The second presentation, by Dr. Seth Hetherington, of GlaxoSmithKline of Research Triangle Park, North Carolina, involved a retrospective case-control study. This proof-of-principle study evaluated HIV-infected patients for polymorphisms associated with abacavir hypersensitivity. Data were available for 200 patients from whom allele frequencies for 114 candidate gene markers were analysed.
The cohort consisted primarily of men (92%) and caucasians (74%). Dr. Hetherington’s group found that 85 subjects developed abacavir sensitivity, while 115 (controls) did not.
Several polymorphisms within the HLA region were identified that were associated with susceptibility to hypersensitivity. Of the markers evaluated thus far, they found that the HLA-B57 gene allele was most highly associated with the reaction. In the 197 subjects with available data, HLA-B57 was present in 39 of 84 patients who developed hypersensitivity reactions (46%) compared with 4 of 113 controls (3.5%).

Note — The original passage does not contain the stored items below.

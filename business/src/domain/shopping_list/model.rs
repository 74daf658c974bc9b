use bigdecimal::{BigDecimal, Zero};
use chrono::{DateTime, Utc};
use uuid::Uuid;

use crate::domain::shared::value_objects::UserId;
use crate::domain::shopping_item::model::ShoppingItem;

use super::errors::ShoppingListError;
use super::value_objects::ListStatus;

/// Name given to a freshly created current list before the user seals it.
pub const DEFAULT_LIST_NAME: &str = "Minha Lista";

#[derive(Debug, Clone)]
pub struct ShoppingList {
    pub id: Uuid,
    pub user_id: UserId,
    pub name: String,
    pub date: DateTime<Utc>,
    pub total: BigDecimal,
    pub balance: BigDecimal,
    pub status: ListStatus,
}

impl ShoppingList {
    /// Creates the per-user singleton current list: empty, zero balance.
    pub fn new_current(user_id: UserId) -> Self {
        Self {
            id: Uuid::new_v4(),
            user_id,
            name: DEFAULT_LIST_NAME.to_string(),
            date: Utc::now(),
            total: BigDecimal::zero(),
            balance: BigDecimal::zero(),
            status: ListStatus::Current,
        }
    }

    /// Constructor for data already persisted in the repository (no validation).
    pub fn from_repository(
        id: Uuid,
        user_id: UserId,
        name: String,
        date: DateTime<Utc>,
        total: BigDecimal,
        balance: BigDecimal,
        status: ListStatus,
    ) -> Self {
        Self {
            id,
            user_id,
            name,
            date,
            total,
            balance,
            status,
        }
    }

    /// Stamps the list into a history record: user-chosen name, seal
    /// timestamp, snapshotted total, and a terminal or pending status.
    /// The total is never recomputed after this point.
    pub fn sealed(
        &self,
        name: String,
        date: DateTime<Utc>,
        total: BigDecimal,
        status: ListStatus,
    ) -> Result<Self, ShoppingListError> {
        let name = name.trim().to_string();
        if name.is_empty() {
            return Err(ShoppingListError::NameEmpty);
        }
        debug_assert!(status != ListStatus::Current);

        Ok(Self {
            id: self.id,
            user_id: self.user_id,
            name,
            date,
            total,
            balance: self.balance.clone(),
            status,
        })
    }

    pub fn is_current(&self) -> bool {
        self.status == ListStatus::Current
    }

    pub fn is_pending(&self) -> bool {
        self.status == ListStatus::Pending
    }
}

/// A list together with its owned items, as returned by the join-like fetch.
#[derive(Debug, Clone)]
pub struct ListWithItems {
    pub list: ShoppingList,
    pub items: Vec<ShoppingItem>,
}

“These findings demonstrate the potential of pharmacogenetics in selecting drug treatment and improving treatment response,” Dr. Hetherington told conference participants.
He too cautioned that these findings may not necessarily apply to other patient populations. For example, there were a few cases of abacavir hypersensitivity in black patients who did not have the marker. Also, other genetic factors cannot be ruled out as causing or contributing to hypersensitivity.
Abacavir sensitivity usually starts with severe GI symptoms, followed by fever, rash, shortness of breath and myalgia, Dr. Mallal said. About 50% of hypersensitive patients begin to get symptoms by day 11.
Discontinuation of the drug reverses symptoms. However, without discontinuation, symptoms increase over time and the condition can be fatal. Rechallenge with abacavir can be especially dangerous, Dr. Mallal pointed out, because second reactions are usually more severe and more rapid.
S Hetherington and others (GlaxoSmithKline, Research Triangle Park, NC). HLA-B57 and TNF-alpha Variants Associated with Hypersensitivity Reactions to Abacavir among HIV-1 Positive Subjects. Abstract 92 (oral).
S Mallal and others (Center for Clinical Immunology and Biomedical Statistics, Royal Perth Hospital; Royal Perth Hospital; and University of Western Australia). The Presense of HLA-B 5701, -DRB1 and -DQ3 is Highly Predictive of Hypersensitivity to the HIV Reverse Transcriptase Inhibitor Abacavir. Abstract 91 (oral).
S Mallal and others. The Presense of HLA-B 5701, -DRB1 and -DQ3 is Highly Predictive of Hypersensitivity to the HIV reverse Transcriptase Inhibitor Abacavir. The Lancet. 359: 727-732. March 2, 2002.